In 2007 Cumbie presided over the case of Captain Devery L. Taylor, an Air Force officer who was accused of administering GHB, the "date-rape" drug, to half a dozen men, and then raping or attempting to rape them.

==Presiding Officer, Guantanamo==

Cumbie is notable for his appointment as a Presiding Officer for Guantanamo captive Mohammed Kamin's military commission.
On May 21, 2008, Cumbie ordered Kamin to be forcibly removed from his cell, to attend his first hearing.
Four guards brought Kamin into the hearing room in four point restraints, and then shackled him, hand and foot, to his chair.
Cumbie informed observers that the restraints were necessary because: "Mr. Kamin was not cooperative with the MPs and in fact attempted to spit on and bite one of the guards."

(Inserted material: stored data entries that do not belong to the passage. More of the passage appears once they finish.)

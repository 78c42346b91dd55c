//! Sentiment score value type.

use serde::{Deserialize, Serialize};

/// Polarity/subjectivity pair computed for one revision of a fragment.
///
/// # Invariants
///
/// `polarity` is in `[-1.0, 1.0]` and `subjectivity` in `[0.0, 1.0]`;
/// [`SentimentScore::new`] clamps and maps NaN to `0.0`.
#[derive(Debug, Clone, Copy, PartialEq, Serialize, Deserialize)]
pub struct SentimentScore {
    pub polarity: f64,
    pub subjectivity: f64,
    /// Revision of the fragment this was computed for; `0` for free text.
    pub computed_at_revision: u64,
}

impl SentimentScore {
    pub const NEUTRAL: SentimentScore = SentimentScore {
        polarity: 0.0,
        subjectivity: 0.0,
        computed_at_revision: 0,
    };

    pub fn new(polarity: f64, subjectivity: f64) -> Self {
        Self {
            polarity: clamp_finite(polarity, -1.0, 1.0),
            subjectivity: clamp_finite(subjectivity, 0.0, 1.0),
            computed_at_revision: 0,
        }
    }

    /// Same values, stamped with `revision`.
    pub fn at_revision(self, revision: u64) -> Self {
        Self {
            computed_at_revision: revision,
            ..self
        }
    }

    pub fn is_neutral(&self) -> bool {
        self.polarity == 0.0 && self.subjectivity == 0.0
    }
}

fn clamp_finite(value: f64, min: f64, max: f64) -> f64 {
    if value.is_nan() {
        0.0
    } else {
        value.clamp(min, max)
    }
}
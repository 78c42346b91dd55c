//! On-disk corpus layout, completion markers, and per-corpus advisory locks.
//!
//! Layout under the data directory:
//!
//! - `<name>.txt`: corpus data, replaced atomically
//! - `<name>.ready`: JSON [`ProvisionMarker`] written after the data
//! - `<name>.lock`: advisory lock file shared by every worker on the machine

use std::fs::{self, File, OpenOptions};
use std::io::{ErrorKind, Write};
use std::path::{Path, PathBuf};
use std::thread;
use std::time::{Duration, Instant};

use chrono::{DateTime, Utc};
use fs2::FileExt;
use serde::{Deserialize, Serialize};
use sha2::{Digest, Sha256};
use tempfile::NamedTempFile;
use tracing::{debug, warn};

use crate::error::{ProvisionError, Result};

const LOCK_RETRY_SLEEP: Duration = Duration::from_millis(25);

/// Proof that a corpus file was completely written.
#[derive(Debug, Clone, PartialEq, Eq, Serialize, Deserialize)]
pub struct ProvisionMarker {
    pub corpus: String,
    /// Hex SHA-256 of the data file
    pub sha256: String,
    pub bytes: u64,
    pub fetched_at: DateTime<Utc>,
    /// Where the data came from (URL or mirror path)
    pub source: String,
}

/// Filesystem view of one data directory.
#[derive(Debug, Clone)]
pub struct CorpusStore {
    root: PathBuf,
}

impl CorpusStore {
    /// Does not touch the filesystem; directories are created on first write.
    pub fn new(root: impl AsRef<Path>) -> Self {
        Self {
            root: root.as_ref().to_path_buf(),
        }
    }

    pub fn root(&self) -> &Path {
        &self.root
    }

    pub fn data_path(&self, corpus: &str) -> PathBuf {
        self.root.join(format!("{corpus}.txt"))
    }

    pub fn marker_path(&self, corpus: &str) -> PathBuf {
        self.root.join(format!("{corpus}.ready"))
    }

    pub fn lock_path(&self, corpus: &str) -> PathBuf {
        self.root.join(format!("{corpus}.lock"))
    }

    /// Read the marker for `corpus`, `None` when absent.
    pub fn read_marker(&self, corpus: &str) -> Result<Option<ProvisionMarker>> {
        let raw = match fs::read(self.marker_path(corpus)) {
            Ok(raw) => raw,
            Err(e) if e.kind() == ErrorKind::NotFound => return Ok(None),
            Err(e) => return Err(e.into()),
        };
        serde_json::from_slice(&raw)
            .map(Some)
            .map_err(|e| ProvisionError::MarkerCorrupt {
                corpus: corpus.to_string(),
                reason: e.to_string(),
            })
    }

    /// A corpus is provisioned when its marker parses and the data file
    /// hashes to the recorded digest. Corrupt markers count as absent so the
    /// next fetch overwrites them.
    pub fn is_provisioned(&self, corpus: &str) -> Result<bool> {
        let marker = match self.read_marker(corpus) {
            Ok(Some(marker)) => marker,
            Ok(None) => return Ok(false),
            Err(err @ ProvisionError::MarkerCorrupt { .. }) => {
                warn!(corpus = %corpus, error = %err, "ignoring corrupt corpus marker");
                return Ok(false);
            }
            Err(err) => return Err(err),
        };

        let data = match fs::read(self.data_path(corpus)) {
            Ok(data) => data,
            Err(e) if e.kind() == ErrorKind::NotFound => return Ok(false),
            Err(e) => return Err(e.into()),
        };

        let matches = sha256_hex(&data) == marker.sha256;
        if !matches {
            warn!(corpus = %corpus, "corpus data does not match its marker digest");
        }
        Ok(matches)
    }

    /// Atomically install `data` for `corpus`, then its marker.
    pub fn install(&self, corpus: &str, data: &[u8], source: &str) -> Result<ProvisionMarker> {
        fs::create_dir_all(&self.root)?;

        write_atomic(&self.root, &self.data_path(corpus), data)?;

        let marker = ProvisionMarker {
            corpus: corpus.to_string(),
            sha256: sha256_hex(data),
            bytes: data.len() as u64,
            fetched_at: Utc::now(),
            source: source.to_string(),
        };
        let encoded = serde_json::to_vec_pretty(&marker)?;
        write_atomic(&self.root, &self.marker_path(corpus), &encoded)?;

        debug!(corpus = %corpus, bytes = marker.bytes, "corpus installed");
        Ok(marker)
    }

    /// Take the exclusive advisory lock for `corpus`, retrying until `timeout`.
    pub fn lock(&self, corpus: &str, timeout: Duration) -> Result<CorpusLock> {
        fs::create_dir_all(&self.root)?;
        let file = OpenOptions::new()
            .create(true)
            .truncate(false)
            .read(true)
            .write(true)
            .open(self.lock_path(corpus))?;

        let started = Instant::now();
        loop {
            match file.try_lock_exclusive() {
                Ok(()) => return Ok(CorpusLock { file }),
                Err(e) if is_contended(&e) => {}
                Err(e) => return Err(e.into()),
            }

            let waited = started.elapsed();
            if waited >= timeout {
                return Err(ProvisionError::LockTimeout {
                    corpus: corpus.to_string(),
                    waited_ms: waited.as_millis() as u64,
                });
            }
            thread::sleep(LOCK_RETRY_SLEEP.min(timeout - waited));
        }
    }
}

/// Held advisory lock; released on drop.
#[derive(Debug)]
pub struct CorpusLock {
    file: File,
}

impl Drop for CorpusLock {
    fn drop(&mut self) {
        let _ = FileExt::unlock(&self.file);
    }
}

fn is_contended(err: &std::io::Error) -> bool {
    err.kind() == ErrorKind::WouldBlock
        || err.raw_os_error() == fs2::lock_contended_error().raw_os_error()
}

// Temp file in the destination directory, then rename over the target.
fn write_atomic(dir: &Path, path: &Path, data: &[u8]) -> Result<()> {
    let mut tmp = NamedTempFile::new_in(dir)?;
    tmp.write_all(data)?;
    tmp.as_file().sync_all()?;
    tmp.persist(path).map_err(|e| e.error)?;
    Ok(())
}

/// Hex-encoded SHA-256 of `data`.
pub fn sha256_hex(data: &[u8]) -> String {
    hex::encode(Sha256::digest(data))
}

#[cfg(test)]
mod tests {
    use super::*;

    fn make_store() -> (tempfile::TempDir, CorpusStore) {
        let dir = tempfile::tempdir().unwrap();
        let store = CorpusStore::new(dir.path().join("corpora"));
        (dir, store)
    }

    #[test]
    fn missing_corpus_is_not_provisioned() {
        let (_dir, store) = make_store();
        assert!(!store.is_provisioned("polarity-lexicon").unwrap());
        assert!(store.read_marker("polarity-lexicon").unwrap().is_none());
    }

    #[test]
    fn install_writes_data_and_marker() {
        let (_dir, store) = make_store();
        let marker = store
            .install("polarity-lexicon", b"good\t0.7\t0.6\n", "test")
            .unwrap();

        assert_eq!(marker.bytes, 14);
        assert_eq!(marker.sha256, sha256_hex(b"good\t0.7\t0.6\n"));
        assert_eq!(
            std::fs::read(store.data_path("polarity-lexicon")).unwrap(),
            b"good\t0.7\t0.6\n"
        );
        assert_eq!(store.read_marker("polarity-lexicon").unwrap(), Some(marker));
        assert!(store.is_provisioned("polarity-lexicon").unwrap());
    }

    #[test]
    fn tampered_data_is_not_provisioned() {
        let (_dir, store) = make_store();
        store.install("tokenizer-rules", b"don't\tdo not\n", "test").unwrap();
        std::fs::write(store.data_path("tokenizer-rules"), b"truncat").unwrap();
        assert!(!store.is_provisioned("tokenizer-rules").unwrap());
    }

    #[test]
    fn corrupt_marker_is_not_provisioned() {
        let (_dir, store) = make_store();
        store.install("tokenizer-rules", b"data", "test").unwrap();
        std::fs::write(store.marker_path("tokenizer-rules"), b"{not json").unwrap();

        assert!(matches!(
            store.read_marker("tokenizer-rules"),
            Err(ProvisionError::MarkerCorrupt { .. })
        ));
        assert!(!store.is_provisioned("tokenizer-rules").unwrap());
    }

    #[test]
    fn install_leaves_no_temp_files() {
        let (_dir, store) = make_store();
        store.install("a", b"one", "test").unwrap();
        store.install("a", b"two", "test").unwrap();

        let mut names: Vec<String> = std::fs::read_dir(store.root())
            .unwrap()
            .map(|e| e.unwrap().file_name().to_string_lossy().into_owned())
            .collect();
        names.sort();
        assert_eq!(names, vec!["a.ready", "a.txt"]);
    }

    #[test]
    fn second_lock_times_out_while_first_is_held() {
        let (_dir, store) = make_store();
        let held = store.lock("polarity-lexicon", Duration::from_secs(1)).unwrap();

        match store.lock("polarity-lexicon", Duration::from_millis(60)) {
            Err(ProvisionError::LockTimeout { corpus, .. }) => {
                assert_eq!(corpus, "polarity-lexicon")
            }
            other => panic!("expected LockTimeout, got {other:?}"),
        }

        drop(held);
        assert!(store.lock("polarity-lexicon", Duration::from_millis(60)).is_ok());
    }
}
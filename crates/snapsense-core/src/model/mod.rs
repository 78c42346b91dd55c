//! Sentiment model capability and its lexicon implementation.

pub mod lexicon;
pub mod tokenizer;

pub use lexicon::{Lexicon, LexiconEntry, LexiconModel, NEGATION_FACTOR};
pub use tokenizer::Tokenizer;

use crate::domain::ModelError;

/// Anything that turns text into a raw `(polarity, subjectivity)` pair.
///
/// Implementations need not clamp; the scorer does.
pub trait SentimentModel: Send + Sync {
    fn analyze(&self, text: &str) -> Result<(f64, f64), ModelError>;
}
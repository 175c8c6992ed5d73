//! Non-interactive mode: run command lines and print the replies.

use std::io::Write;

use anyhow::{Context, Result};
use crossterm::style::{Attribute, Color, ContentStyle};
use tracing::debug;

use termfolio_core::{Line, Shell, output};

fn ansi_color(color: output::Color) -> Color {
    match color {
        output::Color::Red => Color::Red,
        output::Color::Green => Color::Green,
        output::Color::Yellow => Color::Yellow,
        output::Color::Blue => Color::Blue,
        output::Color::Magenta => Color::Magenta,
        output::Color::Cyan => Color::Cyan,
        output::Color::White => Color::White,
        output::Color::Gray => Color::Grey,
    }
}

fn content_style(style: output::Style) -> ContentStyle {
    let mut content = ContentStyle::new();
    content.foreground_color = style.color.map(ansi_color);
    if style.bold {
        content.attributes.set(Attribute::Bold);
    }
    if style.dim {
        content.attributes.set(Attribute::Dim);
    }
    content
}

/// Writes one line, with ANSI styling unless `plain`.
pub fn write_line<W: Write>(out: &mut W, line: &Line, plain: bool) -> std::io::Result<()> {
    for span in &line.spans {
        if plain || span.style == output::Style::plain() {
            write!(out, "{}", span.text)?;
        } else {
            write!(out, "{}", content_style(span.style).apply(span.text.as_str()))?;
        }
    }
    writeln!(out)
}

/// Runs each line through the dispatcher and prints its reply.
///
/// Screen effects (`clear`, `exit`) have nothing to act on here and are
/// skipped; their text is still printed. A resolved incident is acknowledged
/// straight away since there is no alert panel to close.
pub fn run_lines<W: Write>(shell: &mut Shell, lines: &[String], plain: bool, out: &mut W) -> Result<()> {
    for line in lines {
        let reply = shell.execute(line);
        debug!(line = %line, rows = reply.lines.len(), effect = ?reply.effect, "exec");
        for row in &reply.lines {
            write_line(out, row, plain).context("Failed to write output")?;
        }
        shell.acknowledge_incident();
    }
    out.flush().context("Failed to flush output")?;
    Ok(())
}
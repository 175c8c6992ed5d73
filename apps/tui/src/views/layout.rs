//! Window layout: title bar on top, scrollback below.

use ratatui::{
    layout::{Constraint, Layout, Rect},
    prelude::*,
};

/// Layout of the terminal window.
pub struct WindowLayout;

impl WindowLayout {
    /// Title bar (1 line + border) and body.
    pub fn create(area: Rect) -> [Rect; 2] {
        let chunks = Layout::default()
            .direction(Direction::Vertical)
            .constraints([
                Constraint::Length(2), // Title bar
                Constraint::Min(0),    // Scrollback
            ])
            .split(area);
        [chunks[0], chunks[1]]
    }

    /// Body with one column of padding on each side.
    pub fn padded(body: Rect) -> Rect {
        Rect {
            x: body.x.saturating_add(1),
            y: body.y,
            width: body.width.saturating_sub(2),
            height: body.height,
        }
    }
}
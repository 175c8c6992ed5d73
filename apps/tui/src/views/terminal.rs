//! The terminal window: title bar, scrollback and the incident panel.

use chrono::{DateTime, Utc};
use ratatui::{
    prelude::*,
    widgets::{Block, Paragraph},
};

use termfolio_core::Shell;

use crate::components::{render_incident_alert, render_title_bar};
use crate::screen::Screen;
use crate::theme::TermTheme;
use crate::views::WindowLayout;

/// Draws one frame.
pub fn render_window(
    frame: &mut Frame,
    shell: &Shell,
    screen: &Screen,
    theme: &TermTheme,
    title: &str,
    now: DateTime<Utc>,
) {
    let area = frame.area();
    frame.render_widget(Block::default().style(theme.base()), area);

    let [title_area, body] = WindowLayout::create(area);
    let locale = shell.session().locale();
    render_title_bar(frame, title_area, theme, title, locale);

    let body = WindowLayout::padded(body);
    let height = usize::from(body.height);
    let scrollback = Paragraph::new(screen.visible_lines(theme, height)).style(theme.base());
    frame.render_widget(scrollback, body);

    if let Some((col, row)) = screen.cursor(height) {
        if col < body.width {
            frame.set_cursor_position(Position::new(body.x + col, body.y + row));
        }
    }

    render_incident_alert(frame, body, shell.session().incidents(), now, theme, locale);
}
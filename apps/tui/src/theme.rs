//! Palette for the terminal window.

use anyhow::{Context, Result};
use ratatui::style::{Color, Modifier, Style};
use ratatui::text::{Line, Span};
use tracing::warn;

use termfolio_core::output;

use crate::config::CustomColors;

/// Colors for every named shell color plus the window chrome.
#[derive(Debug, Clone, Copy, PartialEq, Eq)]
pub struct TermTheme {
    pub red: Color,
    pub green: Color,
    pub yellow: Color,
    pub blue: Color,
    pub magenta: Color,
    pub cyan: Color,
    pub white: Color,
    pub gray: Color,
    pub background: Color,
}

impl Default for TermTheme {
    fn default() -> Self {
        Self::portfolio()
    }
}

impl TermTheme {
    /// Dark navy window with neon accents.
    pub fn portfolio() -> Self {
        Self {
            red: Color::Rgb(0xff, 0x55, 0x55),
            green: Color::Rgb(0x4a, 0xde, 0x80),
            yellow: Color::Rgb(0xfb, 0xbf, 0x24),
            blue: Color::Rgb(0x60, 0xa5, 0xfa),
            magenta: Color::Rgb(0xc0, 0x84, 0xfc),
            cyan: Color::Rgb(0x22, 0xd3, 0xee),
            white: Color::Rgb(0xe0, 0xe0, 0xe0),
            gray: Color::Rgb(0x6b, 0x72, 0x80),
            background: Color::Rgb(0x0a, 0x0a, 0x1a),
        }
    }

    /// Parse hex color string to ratatui Color.
    pub fn parse_hex_color(hex: &str) -> Result<Color> {
        let hex = hex.trim().trim_start_matches('#');

        if hex.len() != 6 || !hex.is_ascii() {
            return Err(anyhow::anyhow!("Invalid hex color: {}", hex));
        }

        let r = u8::from_str_radix(&hex[0..2], 16)
            .with_context(|| format!("Invalid red component in hex color: {}", hex))?;
        let g = u8::from_str_radix(&hex[2..4], 16)
            .with_context(|| format!("Invalid green component in hex color: {}", hex))?;
        let b = u8::from_str_radix(&hex[4..6], 16)
            .with_context(|| format!("Invalid blue component in hex color: {}", hex))?;

        Ok(Color::Rgb(r, g, b))
    }

    /// Applies configured overrides. Bad values are logged and skipped.
    pub fn with_overrides(mut self, colors: Option<&CustomColors>) -> Self {
        let Some(colors) = colors else {
            return self;
        };

        for (name, value) in colors.entries() {
            let color = match Self::parse_hex_color(value) {
                Ok(color) => color,
                Err(e) => {
                    warn!(color = name, error = %e, "ignoring invalid color override");
                    continue;
                }
            };
            match name {
                "red" => self.red = color,
                "green" => self.green = color,
                "yellow" => self.yellow = color,
                "blue" => self.blue = color,
                "magenta" => self.magenta = color,
                "cyan" => self.cyan = color,
                "white" => self.white = color,
                "gray" => self.gray = color,
                "background" => self.background = color,
                _ => {}
            }
        }
        self
    }

    pub fn color(&self, color: output::Color) -> Color {
        match color {
            output::Color::Red => self.red,
            output::Color::Green => self.green,
            output::Color::Yellow => self.yellow,
            output::Color::Blue => self.blue,
            output::Color::Magenta => self.magenta,
            output::Color::Cyan => self.cyan,
            output::Color::White => self.white,
            output::Color::Gray => self.gray,
        }
    }

    /// Default text style for the window body.
    pub fn base(&self) -> Style {
        Style::default().fg(self.white).bg(self.background)
    }

    pub fn style(&self, style: output::Style) -> Style {
        let mut out = Style::default();
        if let Some(color) = style.color {
            out = out.fg(self.color(color));
        }
        if style.bold {
            out = out.add_modifier(Modifier::BOLD);
        }
        if style.dim {
            out = out.add_modifier(Modifier::DIM);
        }
        out
    }

    /// Converts a shell line into a ratatui line.
    pub fn line(&self, line: &output::Line) -> Line<'static> {
        Line::from(
            line.spans
                .iter()
                .map(|span| Span::styled(span.text.clone(), self.style(span.style)))
                .collect::<Vec<_>>(),
        )
    }
}
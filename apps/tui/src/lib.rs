//! Termfolio terminal window.
//!
//! Hosts a [`termfolio_core::Shell`] in a ratatui window: crossterm key
//! events in, a scrollback [`screen::Screen`] out, plus the incident alert
//! panel and the timers the core leaves to its display layer.

pub mod app;
pub mod cli;
pub mod components;
pub mod config;
pub mod exec;
pub mod keys;
pub mod logging;
pub mod screen;
pub mod theme;
pub mod views;
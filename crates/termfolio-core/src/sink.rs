//! The display surface contract.
//!
//! A sink holds committed output plus one live row: the prompt followed by
//! whatever is being typed. Editing calls touch only the live row.

use crate::output::{Effect, Line, Reply, Span};

/// Where the shell paints.
pub trait Sink {
    /// Appends typed text to the live row.
    fn echo(&mut self, text: &str);

    /// Removes the last `count` characters typed on the live row.
    fn erase(&mut self, count: usize);

    /// Commits the live row (if any) and appends `lines` below it.
    fn write_lines(&mut self, lines: &[Line]);

    /// Commits the live row (if any) and starts a new one.
    fn prompt(&mut self, prompt: &Line, buffer: &str);

    /// Rewrites the live row in place.
    fn replace_input(&mut self, prompt: &Line, buffer: &str);

    /// Wipes all output, including the live row.
    fn clear(&mut self);

    /// Asks the host to leave the terminal. Must not block.
    fn navigate_away(&mut self);
}

/// Writes a reply and applies its effect.
pub fn present(reply: &Reply, sink: &mut dyn Sink) {
    if !reply.lines.is_empty() {
        sink.write_lines(&reply.lines);
    }
    match reply.effect {
        Some(Effect::ClearScreen) => sink.clear(),
        Some(Effect::NavigateAway) => sink.navigate_away(),
        None => {}
    }
}

#[derive(Debug, Clone)]
struct LiveRow {
    prompt: Line,
    input: String,
}

impl LiveRow {
    fn to_line(&self) -> Line {
        let mut line = self.prompt.clone();
        if !self.input.is_empty() {
            line.spans.push(Span::raw(self.input.clone()));
        }
        line
    }
}

/// An in-memory sink, used by `--exec` mode and tests.
#[derive(Debug, Clone, Default)]
pub struct Transcript {
    lines: Vec<Line>,
    live: Option<LiveRow>,
    max_lines: Option<usize>,
    clears: usize,
    navigation_requested: bool,
}

impl Transcript {
    pub fn new() -> Self {
        Self::default()
    }

    /// Keeps at most `max` committed lines, dropping the oldest.
    pub fn with_max_lines(max: usize) -> Self {
        Self { max_lines: Some(max.max(1)), ..Self::default() }
    }

    /// Committed lines.
    pub fn lines(&self) -> &[Line] {
        &self.lines
    }

    /// The row currently being edited.
    pub fn live_line(&self) -> Option<Line> {
        self.live.as_ref().map(LiveRow::to_line)
    }

    /// Text typed on the live row.
    pub fn input(&self) -> Option<&str> {
        self.live.as_ref().map(|row| row.input.as_str())
    }

    /// Committed lines and the live row as plain strings.
    pub fn plain_lines(&self) -> Vec<String> {
        self.lines.iter().chain(self.live_line().as_ref()).map(Line::plain).collect()
    }

    pub fn plain_text(&self) -> String {
        self.plain_lines().join("\n")
    }

    /// Times the sink was wiped.
    pub fn clear_count(&self) -> usize {
        self.clears
    }

    /// Returns and resets the pending navigation request.
    pub fn take_navigation_request(&mut self) -> bool {
        std::mem::take(&mut self.navigation_requested)
    }

    /// Drains committed lines, leaving the live row alone.
    pub fn take_lines(&mut self) -> Vec<Line> {
        std::mem::take(&mut self.lines)
    }

    fn commit_live(&mut self) {
        if let Some(row) = self.live.take() {
            self.push(row.to_line());
        }
    }

    fn push(&mut self, line: Line) {
        self.lines.push(line);
        if let Some(max) = self.max_lines {
            if self.lines.len() > max {
                let excess = self.lines.len() - max;
                self.lines.drain(..excess);
            }
        }
    }
}

impl Sink for Transcript {
    fn echo(&mut self, text: &str) {
        self.live
            .get_or_insert_with(|| LiveRow { prompt: Line::blank(), input: String::new() })
            .input
            .push_str(text);
    }

    fn erase(&mut self, count: usize) {
        if let Some(row) = self.live.as_mut() {
            for _ in 0..count {
                if row.input.pop().is_none() {
                    break;
                }
            }
        }
    }

    fn write_lines(&mut self, lines: &[Line]) {
        self.commit_live();
        for line in lines {
            self.push(line.clone());
        }
    }

    fn prompt(&mut self, prompt: &Line, buffer: &str) {
        self.commit_live();
        self.live = Some(LiveRow { prompt: prompt.clone(), input: buffer.to_string() });
    }

    fn replace_input(&mut self, prompt: &Line, buffer: &str) {
        self.live = Some(LiveRow { prompt: prompt.clone(), input: buffer.to_string() });
    }

    fn clear(&mut self) {
        self.lines.clear();
        self.live = None;
        self.clears += 1;
    }

    fn navigate_away(&mut self) {
        self.navigation_requested = true;
    }
}
//! Styled output produced by command handlers.
//!
//! Handlers never emit escape sequences. They build [`Line`]s out of
//! [`Span`]s carrying a small [`Style`], and the sink decides how to paint
//! them (ratatui widgets, ANSI on stdout, or plain text in tests).

/// The fixed palette every sink understands.
#[derive(Debug, Clone, Copy, PartialEq, Eq, Hash)]
pub enum Color {
    Red,
    Green,
    Yellow,
    Blue,
    Magenta,
    Cyan,
    White,
    Gray,
}

/// Style tag attached to a span.
#[derive(Debug, Clone, Copy, Default, PartialEq, Eq, Hash)]
pub struct Style {
    /// Foreground color, `None` for the sink's default.
    pub color: Option<Color>,
    /// Emphasis.
    pub bold: bool,
    /// Dimmed text.
    pub dim: bool,
}

impl Style {
    /// Unstyled text.
    pub const fn plain() -> Self {
        Self { color: None, bold: false, dim: false }
    }

    /// Colored text.
    pub const fn fg(color: Color) -> Self {
        Self { color: Some(color), bold: false, dim: false }
    }

    /// Adds emphasis.
    pub const fn bold(mut self) -> Self {
        self.bold = true;
        self
    }

    /// Adds dimming.
    pub const fn dim(mut self) -> Self {
        self.dim = true;
        self
    }
}

/// A run of text sharing one style.
#[derive(Debug, Clone, PartialEq, Eq)]
pub struct Span {
    pub text: String,
    pub style: Style,
}

impl Span {
    pub fn raw(text: impl Into<String>) -> Self {
        Self { text: text.into(), style: Style::plain() }
    }

    pub fn styled(text: impl Into<String>, style: Style) -> Self {
        Self { text: text.into(), style }
    }

    pub fn colored(text: impl Into<String>, color: Color) -> Self {
        Self::styled(text, Style::fg(color))
    }

    pub fn dim(text: impl Into<String>) -> Self {
        Self::styled(text, Style::plain().dim())
    }

    pub fn bold(text: impl Into<String>) -> Self {
        Self::styled(text, Style::plain().bold())
    }
}

/// One output line.
#[derive(Debug, Clone, Default, PartialEq, Eq)]
pub struct Line {
    pub spans: Vec<Span>,
}

impl Line {
    /// An empty line.
    pub fn blank() -> Self {
        Self::default()
    }

    /// A line with a single unstyled span.
    pub fn raw(text: impl Into<String>) -> Self {
        Self { spans: vec![Span::raw(text)] }
    }

    /// A line with a single styled span.
    pub fn styled(text: impl Into<String>, style: Style) -> Self {
        Self { spans: vec![Span::styled(text, style)] }
    }

    pub fn from_spans(spans: impl IntoIterator<Item = Span>) -> Self {
        Self { spans: spans.into_iter().collect() }
    }

    /// Appends a span, builder style.
    pub fn push(mut self, span: Span) -> Self {
        self.spans.push(span);
        self
    }

    /// The text of the line with all styling dropped.
    pub fn plain(&self) -> String {
        self.spans.iter().map(|span| span.text.as_str()).collect()
    }

    pub fn is_blank(&self) -> bool {
        self.spans.iter().all(|span| span.text.is_empty())
    }
}

impl From<Span> for Line {
    fn from(span: Span) -> Self {
        Self { spans: vec![span] }
    }
}

impl From<&str> for Line {
    fn from(text: &str) -> Self {
        Self::raw(text)
    }
}

impl From<String> for Line {
    fn from(text: String) -> Self {
        Self::raw(text)
    }
}

/// Instructions for the sink beyond appending lines.
#[derive(Debug, Clone, Copy, PartialEq, Eq)]
pub enum Effect {
    /// Wipe all displayed output.
    ClearScreen,
    /// Leave the terminal (the sink decides how and when).
    NavigateAway,
}

/// Everything a single dispatch produces.
#[derive(Debug, Clone, Default, PartialEq, Eq)]
pub struct Reply {
    pub lines: Vec<Line>,
    pub effect: Option<Effect>,
}

impl Reply {
    pub fn new(lines: Vec<Line>) -> Self {
        Self { lines, effect: None }
    }

    /// A reply that shows nothing.
    pub fn empty() -> Self {
        Self::default()
    }

    /// A reply made of one line.
    pub fn line(line: impl Into<Line>) -> Self {
        Self::new(vec![line.into()])
    }

    pub fn clear_screen() -> Self {
        Self { lines: Vec::new(), effect: Some(Effect::ClearScreen) }
    }

    pub fn with_effect(mut self, effect: Effect) -> Self {
        self.effect = Some(effect);
        self
    }

    /// All lines joined with newlines, styling dropped.
    pub fn plain_text(&self) -> String {
        self.lines.iter().map(Line::plain).collect::<Vec<_>>().join("\n")
    }
}

#[cfg(test)]
mod tests {
    use super::*;

    #[test]
    fn test_line_plain_drops_styles() {
        let line = Line::from_spans([
            Span::colored("fabian@sre", Color::Green),
            Span::raw(":"),
            Span::colored("~", Color::Cyan),
            Span::raw("$ "),
        ]);
        assert_eq!(line.plain(), "fabian@sre:~$ ");
    }

    #[test]
    fn test_style_builders() {
        let style = Style::fg(Color::Cyan).bold();
        assert_eq!(style.color, Some(Color::Cyan));
        assert!(style.bold);
        assert!(!style.dim);
        assert!(Style::plain().dim().dim);
    }

    #[test]
    fn test_blank_line() {
        assert!(Line::blank().is_blank());
        assert!(Line::raw("").is_blank());
        assert!(!Line::raw("x").is_blank());
    }

    #[test]
    fn test_reply_plain_text() {
        let reply = Reply::new(vec![Line::raw("one"), Line::blank(), Line::raw("two")]);
        assert_eq!(reply.plain_text(), "one\n\ntwo");
        assert_eq!(reply.effect, None);
    }

    #[test]
    fn test_clear_screen_reply() {
        let reply = Reply::clear_screen();
        assert!(reply.lines.is_empty());
        assert_eq!(reply.effect, Some(Effect::ClearScreen));
    }
}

According to Carol Rosenberg, writing in the Miami Herald, Kamin's assigned counsel Lieutenant Rich Federico said his face was visibly injured when he was brought into the hearing room.

When Federico told Cumbie that he had only learned the day before the hearing that Kamin's medical records, which had been withheld from him, might document that Kamin was mentally ill, and asked Cumbie to order those records to be released to him, Cumbie replied: "Let me think that one over and get back to you".

When Federico raised ethical concerns over representing a client, against his will, Cumbie assured Federico that he had no ethical doubts, and ordered Federico to continue to serve as Kamin's counsel.